LISTED RECORDS:
========================

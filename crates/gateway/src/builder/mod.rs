//! Method-specific outbound request builders.
//!
//! Every builder borrows one [`NormalizedRequest`] and derives the outbound method, uri, headers and body
//! from it without touching the request itself, so the same builder can be invoked any number of times.
//!
//! | builder                    | method   | query in uri | body                         |
//! |----------------------------|----------|--------------|------------------------------|
//! | [`GetRequestBuilder`]      | GET      | yes          | empty                        |
//! | [`DeleteRequestBuilder`]   | DELETE   | yes          | empty                        |
//! | [`PatchRequestBuilder`]    | PATCH    | no           | payload, re-encoded          |
//! | [`PostRequestBuilder`]     | POST     | no           | payload, re-encoded          |
//! | [`PutRequestBuilder`]      | PUT      | no           | payload, re-encoded          |
//! | [`DefaultRequestBuilder`]  | original | yes          | original bytes, streamed     |
//!
//! [`BuilderSelector`] maps the inbound method onto one of them.

mod default;
mod delete;
mod get;
mod patch;
mod post;
mod put;
mod selector;

pub use default::DefaultRequestBuilder;
pub use delete::DeleteRequestBuilder;
pub use get::GetRequestBuilder;
pub use patch::PatchRequestBuilder;
pub use post::PostRequestBuilder;
pub use put::PutRequestBuilder;
pub use selector::{BuilderFactory, BuilderSelector, BuilderSelectorBuilder};

use crate::body::OutboundBody;
use crate::encoding::PayloadEncoder;
use crate::error::{ConfigurationError, ForwardError};
use crate::outbound::OutboundRequest;
use crate::request::NormalizedRequest;
use http::{HeaderMap, Method, Uri, header};
use tracing::{error, trace};

/// The capabilities every outbound request builder provides.
pub trait OutboundRequestBuilder {
    /// The method of the upstream call.
    fn method(&self) -> Method;

    /// The absolute upstream uri.
    ///
    /// Fails with [`ConfigurationError::MissingTargetUrl`] when routing did not resolve a target.
    fn uri(&self) -> Result<Uri, ForwardError>;

    /// Headers sent upstream; calling it repeatedly yields the same set.
    fn headers(&self) -> HeaderMap;

    fn body(&self) -> Result<OutboundBody, ForwardError>;

    fn build(&self) -> Result<OutboundRequest, ForwardError> {
        let uri = self.uri()?;
        let body = self.body()?;
        Ok(OutboundRequest::new(self.method(), uri, self.headers(), body))
    }
}

/// Resolves the target url of `request`, optionally carrying its query parameters.
///
/// The target's own query is kept, propagated parameters are appended after it.
pub(crate) fn target_uri(request: &NormalizedRequest, propagate_query: bool) -> Result<Uri, ForwardError> {
    let Some(target) = request.target_url() else {
        error!(method = %request.original_method(), "no gateway request url, routing must run before outbound reconstruction");
        return Err(ConfigurationError::MissingTargetUrl.into());
    };

    let (Some(scheme), Some(authority)) = (target.scheme(), target.authority()) else {
        error!(url = %target, "gateway request url is not absolute");
        return Err(ConfigurationError::relative_target_url(target).into());
    };

    let propagated = if propagate_query { request.query_params().to_query_string()? } else { None };
    let own = target.query().filter(|query| !query.is_empty());

    let path = match target.path() {
        "" => "/",
        path => path,
    };
    let path_and_query = match (own, propagated) {
        (Some(own), Some(propagated)) => format!("{path}?{own}&{propagated}"),
        (Some(query), None) => format!("{path}?{query}"),
        (None, Some(query)) => format!("{path}?{query}"),
        (None, None) => path.to_string(),
    };

    Uri::builder()
        .scheme(scheme.as_str())
        .authority(authority.as_str())
        .path_and_query(path_and_query)
        .build()
        .map_err(|e| ConfigurationError::invalid_uri(e).into())
}

/// Headers of `request` without the framing headers of the inbound body.
pub(crate) fn without_framing(request: &NormalizedRequest) -> HeaderMap {
    let mut headers = request.headers().clone();
    headers.remove(header::CONTENT_LENGTH);
    headers.remove(header::TRANSFER_ENCODING);
    headers
}

/// Headers for a request that carries no body upstream.
pub(crate) fn bodyless_headers(request: &NormalizedRequest) -> HeaderMap {
    let mut headers = without_framing(request);
    headers.remove(header::CONTENT_TYPE);
    headers
}

/// Headers for a request whose body is the re-encoded payload.
pub(crate) fn payload_headers(request: &NormalizedRequest, encoder: &dyn PayloadEncoder) -> HeaderMap {
    if request.payload().is_none() {
        return bodyless_headers(request);
    }
    let mut headers = without_framing(request);
    headers.insert(header::CONTENT_TYPE, encoder.content_type());
    headers
}

/// Encodes the payload of `request` into a single chunk; an absent payload gives an empty body.
pub(crate) fn payload_body(request: &NormalizedRequest, encoder: &dyn PayloadEncoder) -> Result<OutboundBody, ForwardError> {
    let Some(payload) = request.payload() else {
        trace!(method = %request.original_method(), "no payload, sending empty body");
        return Ok(OutboundBody::empty());
    };
    let bytes = encoder.encode(payload)?;
    trace!(method = %request.original_method(), size = bytes.len(), "payload encoded");
    Ok(OutboundBody::once(bytes))
}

========================

TASK TO CARRY OUT: Using the data above, repeat exactly the lines that begin at the line with "request url is" and end at the line with "let bytes = encoder.encode(payload)?;", both ends included.

COMPLETED EXERCISE:
        error!(url = %target, "gateway request url is not absolute");
        return Err(ConfigurationError::relative_target_url(target).into());
    };

    let propagated = if propagate_query { request.query_params().to_query_string()? } else { None };
    let own = target.query().filter(|query| !query.is_empty());

    let path = match target.path() {
        "" => "/",
        path => path,
    };
    let path_and_query = match (own, propagated) {
        (Some(own), Some(propagated)) => format!("{path}?{own}&{propagated}"),
        (Some(query), None) => format!("{path}?{query}"),
        (None, Some(query)) => format!("{path}?{query}"),
        (None, None) => path.to_string(),
    };

    Uri::builder()
        .scheme(scheme.as_str())
        .authority(authority.as_str())
        .path_and_query(path_and_query)
        .build()
        .map_err(|e| ConfigurationError::invalid_uri(e).into())
}

/// Headers of `request` without the framing headers of the inbound body.
pub(crate) fn without_framing(request: &NormalizedRequest) -> HeaderMap {
    let mut headers = request.headers().clone();
    headers.remove(header::CONTENT_LENGTH);
    headers.remove(header::TRANSFER_ENCODING);
    headers
}

/// Headers for a request that carries no body upstream.
pub(crate) fn bodyless_headers(request: &NormalizedRequest) -> HeaderMap {
    let mut headers = without_framing(request);
    headers.remove(header::CONTENT_TYPE);
    headers
}

/// Headers for a request whose body is the re-encoded payload.
pub(crate) fn payload_headers(request: &NormalizedRequest, encoder: &dyn PayloadEncoder) -> HeaderMap {
    if request.payload().is_none() {
        return bodyless_headers(request);
    }
    let mut headers = without_framing(request);
    headers.insert(header::CONTENT_TYPE, encoder.content_type());
    headers
}

/// Encodes the payload of `request` into a single chunk; an absent payload gives an empty body.
pub(crate) fn payload_body(request: &NormalizedRequest, encoder: &dyn PayloadEncoder) -> Result<OutboundBody, ForwardError> {
    let Some(payload) = request.payload() else {
        trace!(method = %request.original_method(), "no payload, sending empty body");
        return Ok(OutboundBody::empty());
    };
    let bytes = encoder.encode(payload)?;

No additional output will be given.